Just when we had made the most of outdoor gatherings, a haze settled in around us. Just as a sense of safety creeped in, the news headlines burst.
This time, with all its light-filtering distortion, is one moment of the journey, one chapter in the book, one season of our lives.
You Can Decide
With an external locus of control an individual sees the power of things as outside his control, it is done to him. An internal local of control means I am the agent. I can decide, not what happens, but how I respond to it, and my response to it changes the narrative. You can determine how this story will play out. The hero is the ordinary player in the story who faces a challenge, faces it bravely and continues his journey. He is heroic not because he is extraordinary, but because has found a way through extraordinary circumstances.
Four years ago, the business of my life felt like the global circumstances now, one crisis after another. Facing family illness and tragedy it was the same matter. What could I have control over? I could not stop the events we faced. Despite the temptation that inevitably comes with heartache, it does no good to look for who to blame. Guilt and shame have no place in crisis management. We must face the world as it is now, and decide what are we going to do about it.
You can Get Stuck
Opening our eyes, we look around and see the potential paths before us. I can waste time looking back. I can waste time thinking, “what if this had never happened?” I can waste time thinking, “what could I have done differently?”

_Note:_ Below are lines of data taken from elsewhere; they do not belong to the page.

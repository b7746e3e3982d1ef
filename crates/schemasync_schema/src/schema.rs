//! Schema and table definitions.

use crate::column::{Column, ColumnType};
use crate::error::{SchemaError, SchemaResult};
use crate::identifier::validate_identifier;
use serde::{Deserialize, Serialize};
use std::collections::HashSet;

/// Format version written into schema files.
pub const SCHEMA_FORMAT_VERSION: &str = "1.0";

/// A database schema: an ordered list of tables.
///
/// Field order matters: it is the key order of the serialized files, and
/// the table/column order is preserved exactly so that users can diff files.
#[derive(Debug, Clone, PartialEq, Default, Serialize, Deserialize)]
#[serde(rename_all = "camelCase")]
pub struct Schema {
    /// Version of the file format.
    #[serde(default)]
    pub format_version: String,
    /// Tables in declaration order.
    #[serde(default)]
    pub tables: Vec<Table>,
}

/// A table: a name and an ordered list of columns.
#[derive(Debug, Clone, PartialEq, Serialize, Deserialize)]
pub struct Table {
    /// Table name.
    pub name: String,
    /// Columns in declaration order.
    #[serde(default)]
    pub columns: Vec<Column>,
}

impl Table {
    /// Creates a table.
    pub fn new(name: impl Into<String>, columns: Vec<Column>) -> Self {
        Self {
            name: name.into(),
            columns,
        }
    }

    /// Finds a top-level column by name.
    pub fn column(&self, name: &str) -> Option<&Column> {
        self.columns.iter().find(|c| c.name == name)
    }
}

impl Schema {
    /// Creates a schema with the current format version.
    pub fn new(tables: Vec<Table>) -> Self {
        Self {
            format_version: SCHEMA_FORMAT_VERSION.to_string(),
            tables,
        }
    }

    /// Finds a table by name.
    pub fn table(&self, name: &str) -> Option<&Table> {
        self.tables.iter().find(|t| t.name == name)
    }

    /// Returns the table names in declaration order.
    pub fn table_names(&self) -> impl Iterator<Item = &str> {
        self.tables.iter().map(|t| t.name.as_str())
    }

    /// Checks the structural invariants of the schema.
    ///
    /// - table names are valid identifiers and unique
    /// - column names are valid identifiers and unique within their parent
    /// - only object columns have nested columns
    /// - link columns, and only link columns, have a link target
    pub fn validate(&self) -> SchemaResult<()> {
        let mut seen = HashSet::new();
        for table in &self.tables {
            validate_identifier("table", &table.name)?;
            if !seen.insert(table.name.as_str()) {
                return Err(SchemaError::DuplicateTable(table.name.clone()));
            }
            validate_columns(&table.name, &table.columns)?;
        }
        Ok(())
    }
}

fn validate_columns(table: &str, columns: &[Column]) -> SchemaResult<()> {
    let mut seen = HashSet::new();
    for column in columns {
        validate_identifier("column", &column.name)?;
        if !seen.insert(column.name.as_str()) {
            return Err(SchemaError::DuplicateColumn {
                table: table.to_string(),
                column: column.name.clone(),
            });
        }

        if column.column_type != ColumnType::Object && !column.columns.is_empty() {
            return Err(SchemaError::invalid_column(
                table,
                &column.name,
                format!("nested columns on a {} column", column.column_type),
            ));
        }
        match (column.column_type, &column.link) {
            (ColumnType::Link, None) => {
                return Err(SchemaError::invalid_column(
                    table,
                    &column.name,
                    "link column without a target table",
                ));
            }
            (ColumnType::Link, Some(link)) => validate_identifier("table", &link.table)?,
            (other, Some(_)) => {
                return Err(SchemaError::invalid_column(
                    table,
                    &column.name,
                    format!("link target on a {} column", other),
                ));
            }
            _ => {}
        }

        if column.column_type == ColumnType::Object {
            validate_columns(table, &column.columns)?;
        }
    }
    Ok(())
}
//! Git provenance of the working tree.
//!
//! Every lookup is best effort: outside a repository, or without a `git`
//! binary, the values are simply unknown.

use heck::ToKebabCase;
use schemasync_engine::Provenance;
use std::path::Path;
use std::process::Command;
use tracing::debug;

/// Database branch used when the git branch is unknown.
pub const DEFAULT_BRANCH: &str = "main";

fn git(args: &[&str]) -> Option<String> {
    let output = Command::new("git").args(args).output().ok()?;
    if !output.status.success() {
        debug!(?args, status = ?output.status, "git command failed");
        return None;
    }
    String::from_utf8(output.stdout).ok()
}

/// SHA of `HEAD`.
pub fn last_sha() -> Option<String> {
    git(&["rev-parse", "HEAD"])
        .map(|out| out.trim().to_string())
        .filter(|sha| !sha.is_empty())
}

/// Whether `file` is untracked or modified.
pub fn has_local_changes(file: &Path) -> bool {
    let file = file.to_string_lossy();
    git(&["-c", "color.status=false", "status", "-s", &file])
        .map(|out| is_change_status(&out))
        .unwrap_or(false)
}

fn is_change_status(status: &str) -> bool {
    status.starts_with("??") || status.starts_with(" M") || status.starts_with("M ")
}

/// Repository directory name and current branch.
pub fn repo_and_branch() -> Option<(String, String)> {
    let out = git(&["rev-parse", "--show-toplevel", "--abbrev-ref", "HEAD"])?;
    let mut lines = out.lines().map(str::trim);
    let toplevel = lines.next()?;
    let branch = lines.next()?;
    let repo = Path::new(toplevel)
        .file_name()
        .map(|name| name.to_string_lossy().into_owned())?;
    Some((repo, branch.to_string()))
}

/// Database branch name for a git branch: kebab-cased, `main` when unknown.
pub fn database_branch(git_branch: Option<&str>) -> String {
    match git_branch.map(|b| b.to_kebab_case()) {
        Some(branch) if !branch.is_empty() => branch,
        _ => DEFAULT_BRANCH.to_string(),
    }
}

/// Provenance recorded on migrations of `schema_file`.
pub fn provenance(schema_file: &Path) -> Provenance {
    match last_sha() {
        Some(sha) => Provenance {
            local_changes: has_local_changes(schema_file),
            git_revision: Some(sha),
        },
        None => Provenance::default(),
    }
}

Those thought exercises could be done as productive reflections to better whatever outcome comes next, or they could be done in a sorrowful mood, regretful, anxious, mourning what cannot be again. It is only then that they waste time.
You Can Be The Hero
What comes next for you as you walk through these extraordinary circumstances? How will you embrace your role as the hero of your story, carrying out your duty, faithfully supporting those who rely on you, making the world a better, more beautiful place? The answer to this question becomes your legacy, where even the lives that seem smallest are stories worth telling.